By 2010, the building had mold, moss, a worn-out roof and broken windows, through which the elements blew, causing even more damage.
Arango owns the building at 992 Main street as well, which he restored to become an upscale French restaurant, but currently sites empty.
Like anyone working construction in the city, Arango has had to work closely with city staff and officials to make his dreams come true.
“These people are very nice,” Arango said. “The city is cooperating.”
Anthony Ruggiero, Director of Planning and Development, said that he is glad to see Arango’s working on another building.
"We're excited by it,” Ruggiero said of Arango’s latest project. “He currently owns a building in the city and he's done a real nice job on that one.”

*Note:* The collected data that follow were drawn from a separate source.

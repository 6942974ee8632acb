//! Voice platform call-detail client.
//!
//! After a call ends the platform runs analysis asynchronously; the session's
//! teardown path polls [`VoicePlatformClient::get_call`] until the summary is
//! ready (bounded retries) and then persists a communication record.

use serde::Deserialize;

use super::BackendError;

/// One call record from the platform's call-detail endpoint. Only the fields
/// needed for summary persistence are decoded.
#[derive(Debug, Clone, Default, Deserialize)]
#[serde(default)]
pub struct CallRecord {
    pub call_analysis: Option<CallAnalysis>,
    pub duration_ms: Option<f64>,
    /// Call start, milliseconds since the Unix epoch.
    pub start_timestamp: Option<i64>,
    pub recording_url: Option<String>,
}

#[derive(Debug, Clone, Default, Deserialize)]
#[serde(default)]
pub struct CallAnalysis {
    pub call_summary: Option<String>,
}

impl CallRecord {
    /// The analysis summary, once the platform has produced one.
    pub fn summary(&self) -> Option<&str> {
        self.call_analysis
            .as_ref()
            .and_then(|a| a.call_summary.as_deref())
            .filter(|s| !s.is_empty())
    }

    /// Call duration in whole seconds.
    pub fn duration_secs(&self) -> i64 {
        (self.duration_ms.unwrap_or(0.0) / 1000.0) as i64
    }
}

/// Client for the voice platform's call-detail API.
pub struct VoicePlatformClient {
    base_url: String,
    api_key: Option<String>,
    http: reqwest::Client,
}

impl VoicePlatformClient {
    pub fn new(base_url: impl Into<String>, api_key: Option<String>) -> Self {
        Self {
            base_url: {
                let url: String = base_url.into();
                url.trim_end_matches('/').to_string()
            },
            api_key,
            http: reqwest::Client::new(),
        }
    }

    /// Fetch the detail record for one call.
    pub async fn get_call(&self, call_id: &str) -> Result<CallRecord, BackendError> {
        let url = format!("{}/v2/get-call/{call_id}", self.base_url);
        let mut builder = self.http.get(&url);
        if let Some(key) = &self.api_key {
            builder = builder.bearer_auth(key);
        }
        let response = builder.send().await?;
        let status = response.status();
        if !status.is_success() {
            return Err(BackendError::UnexpectedStatus {
                status: status.as_u16(),
                message: response.text().await.unwrap_or_default(),
            });
        }
        response
            .json()
            .await
            .map_err(|e| BackendError::Decode(e.to_string()))
    }
}

#[cfg(test)]
mod tests {
    use super::*;

    #[test]
    fn summary_requires_non_empty_text() {
        let record: CallRecord = serde_json::from_str(
            r#"{"call_analysis": {"call_summary": ""}, "duration_ms": 4500.0}"#,
        )
        .expect("parse");
        assert!(record.summary().is_none());

        let record: CallRecord = serde_json::from_str(
            r#"{"call_analysis": {"call_summary": "Caller asked about listings"}}"#,
        )
        .expect("parse");
        assert_eq!(record.summary(), Some("Caller asked about listings"));
    }

    #[test]
    fn duration_is_truncated_to_seconds() {
        let record = CallRecord {
            duration_ms: Some(95_600.0),
            ..Default::default()
        };
        assert_eq!(record.duration_secs(), 95);

        let empty = CallRecord::default();
        assert_eq!(empty.duration_secs(), 0);
    }

    #[test]
    fn record_parses_without_analysis() {
        let record: CallRecord =
            serde_json::from_str(r#"{"duration_ms": 1000.0, "start_timestamp": 1754000000000}"#)
                .expect("parse");
        assert!(record.summary().is_none());
        assert_eq!(record.start_timestamp, Some(1_754_000_000_000));
    }
}
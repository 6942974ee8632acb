//! Shared application state.
//!
//! One [`AppState`] is constructed from the loaded configuration and shared
//! by every handler. It owns the backend clients, the response engine, and
//! the connection accounting: a per-call-id registry (exactly one live
//! connection per call) plus global and per-IP connection limits.

use std::net::IpAddr;
use std::sync::Arc;
use std::sync::atomic::{AtomicUsize, Ordering};

use dashmap::DashMap;

use crate::backend::{CrmClient, VoicePlatformClient};
use crate::config::ServerConfig;
use crate::llm::{OpenAiChatClient, ResponseEngine};
use crate::session::CallSession;
use crate::tools::{PlacesClient, PropertyClient, ToolCache, ToolInvoker};

/// Why a connection attempt was refused.
#[derive(Debug, Clone, Copy, PartialEq, Eq)]
pub enum ConnectionLimitError {
    GlobalLimitReached,
    PerIpLimitReached,
}

/// Process-wide shared state.
pub struct AppState {
    pub config: ServerConfig,

    engine: Arc<ResponseEngine>,
    crm: Arc<CrmClient>,
    platform: Arc<VoicePlatformClient>,

    /// Call ids with a live connection.
    active_calls: DashMap<String, ()>,
    /// Total open WebSocket connections.
    ws_connections: AtomicUsize,
    /// Open connections per client IP.
    connections_per_ip: DashMap<IpAddr, u32>,
}

impl AppState {
    pub fn new(config: ServerConfig) -> Arc<Self> {
        let crm = Arc::new(CrmClient::new(config.crm_base_url.clone()));
        let platform = Arc::new(VoicePlatformClient::new(
            config.platform_base_url.clone(),
            config.platform_api_key.clone(),
        ));

        let chat = Arc::new(OpenAiChatClient::new(
            config.llm_base_url.clone(),
            config.llm_api_key.clone(),
            config.llm_model.clone(),
        ));
        let invoker = Arc::new(ToolInvoker::new(
            Arc::clone(&crm),
            PlacesClient::new(config.places_base_url.clone(), config.places_api_key.clone()),
            PropertyClient::new(
                config.property_primary_base_url.clone(),
                config.property_secondary_base_url.clone(),
                config.property_api_key.clone(),
            ),
            ToolCache::from_ttl_seconds(config.cache_ttl_seconds),
        ));
        let engine = Arc::new(ResponseEngine::new(
            chat,
            invoker,
            config.assistant_name.clone(),
        ));

        Arc::new(Self {
            config,
            engine,
            crm,
            platform,
            active_calls: DashMap::new(),
            ws_connections: AtomicUsize::new(0),
            connections_per_ip: DashMap::new(),
        })
    }

    /// The shared response engine.
    pub fn engine(&self) -> Arc<ResponseEngine> {
        Arc::clone(&self.engine)
    }

    /// Build a fresh session for one call connection.
    pub fn new_session(&self) -> Arc<CallSession> {
        CallSession::new(
            self.config.assistant_name.clone(),
            self.config.summary_retry_policy(),
            Arc::clone(&self.crm),
            Arc::clone(&self.platform),
        )
    }

    // ── Per-call registry ─────────────────────────────────────────────

    /// Claim the call id for this connection. Returns false when the call
    /// already has a live connection.
    pub fn try_register_call(&self, call_id: &str) -> bool {
        use dashmap::mapref::entry::Entry;
        match self.active_calls.entry(call_id.to_string()) {
            Entry::Occupied(_) => false,
            Entry::Vacant(slot) => {
                slot.insert(());
                true
            }
        }
    }

    pub fn release_call(&self, call_id: &str) {
        self.active_calls.remove(call_id);
    }

    pub fn active_call_count(&self) -> usize {
        self.active_calls.len()
    }

    // ── Connection limits ─────────────────────────────────────────────

    /// Try to take one connection slot for `ip`.
    pub fn try_acquire_connection(&self, ip: IpAddr) -> Result<(), ConnectionLimitError> {
        if let Some(max) = self.config.max_websocket_connections
            && self.ws_connections.load(Ordering::SeqCst) >= max
        {
            return Err(ConnectionLimitError::GlobalLimitReached);
        }

        {
            let mut per_ip = self.connections_per_ip.entry(ip).or_insert(0);
            if *per_ip >= self.config.max_connections_per_ip {
                return Err(ConnectionLimitError::PerIpLimitReached);
            }
            *per_ip += 1;
        }

        self.ws_connections.fetch_add(1, Ordering::SeqCst);
        Ok(())
    }

    /// Release a slot taken by [`Self::try_acquire_connection`].
    pub fn release_connection(&self, ip: IpAddr) {
        let mut remove = false;
        if let Some(mut per_ip) = self.connections_per_ip.get_mut(&ip) {
            *per_ip = per_ip.saturating_sub(1);
            remove = *per_ip == 0;
        }
        if remove {
            self.connections_per_ip.remove_if(&ip, |_, count| *count == 0);
        }

        let _ = self
            .ws_connections
            .fetch_update(Ordering::SeqCst, Ordering::SeqCst, |count| {
                count.checked_sub(1)
            });
    }

    pub fn ws_connection_count(&self) -> usize {
        self.ws_connections.load(Ordering::SeqCst)
    }

    pub fn ip_connection_count(&self, ip: &IpAddr) -> u32 {
        self.connections_per_ip
            .get(ip)
            .map(|count| *count)
            .unwrap_or(0)
    }
}

#[cfg(test)]
mod tests {
    use super::*;
    use std::net::Ipv4Addr;

    fn state_with_limits(global: Option<usize>, per_ip: u32) -> Arc<AppState> {
        // ServerConfig implements Drop, so build by mutation.
        let mut config = ServerConfig::default();
        config.max_websocket_connections = global;
        config.max_connections_per_ip = per_ip;
        AppState::new(config)
    }

    #[test]
    fn call_registry_enforces_one_connection_per_call() {
        let state = state_with_limits(None, 100);
        assert!(state.try_register_call("call-1"));
        assert!(!state.try_register_call("call-1"));
        assert!(state.try_register_call("call-2"));
        assert_eq!(state.active_call_count(), 2);

        state.release_call("call-1");
        assert!(state.try_register_call("call-1"));
    }

    #[test]
    fn per_ip_limit_is_enforced_and_released() {
        let state = state_with_limits(Some(10), 3);
        let ip: IpAddr = Ipv4Addr::new(192, 168, 1, 100).into();

        assert_eq!(state.ws_connection_count(), 0);
        for _ in 0..3 {
            assert!(state.try_acquire_connection(ip).is_ok());
        }
        assert_eq!(state.ip_connection_count(&ip), 3);
        assert_eq!(
            state.try_acquire_connection(ip),
            Err(ConnectionLimitError::PerIpLimitReached)
        );

        state.release_connection(ip);
        assert_eq!(state.ip_connection_count(&ip), 2);
        assert!(state.try_acquire_connection(ip).is_ok());
    }

    #[test]
    fn global_limit_is_enforced() {
        let state = state_with_limits(Some(5), 10);
        let ips: Vec<IpAddr> = (1..=6u8)
            .map(|i| Ipv4Addr::new(10, 0, 0, i).into())
            .collect();

        for ip in &ips[0..5] {
            assert!(state.try_acquire_connection(*ip).is_ok());
        }
        assert_eq!(
            state.try_acquire_connection(ips[5]),
            Err(ConnectionLimitError::GlobalLimitReached)
        );

        state.release_connection(ips[0]);
        assert!(state.try_acquire_connection(ips[5]).is_ok());
    }

    #[test]
    fn release_without_acquire_is_harmless() {
        let state = state_with_limits(Some(5), 10);
        let ip: IpAddr = Ipv4Addr::new(10, 0, 0, 1).into();
        state.release_connection(ip);
        assert_eq!(state.ws_connection_count(), 0);
        assert_eq!(state.ip_connection_count(&ip), 0);
    }
}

Building inspector Victor Pizzella had a positive attitude about the project as well.
"He's familiar with our town, so he should be a good fit," says building inspector Victor Pizzella.
Pizzella also pointed out that Arango’s timing is vital.
"Another winter and another year of the roof linking--the building didn't have too many years left it could stand that," Pizzella said.
Although 900 Main once boasted dramatic tin ceilings and other 19th-century decorative elements, today it is basically an empty shell possessed of one major surviving decorative element. That element, though, is spectacular--one of the few intact 19th Century theatrical proscenium arches in America, complete with original paint.
By the time work on the building is done, the entire structure will be striking, says Gabmar Construction supervisor Anthony Frascone.
"I'm an expert restorer of historical buildings. This is going to look beautiful when it's completed," Frascone said.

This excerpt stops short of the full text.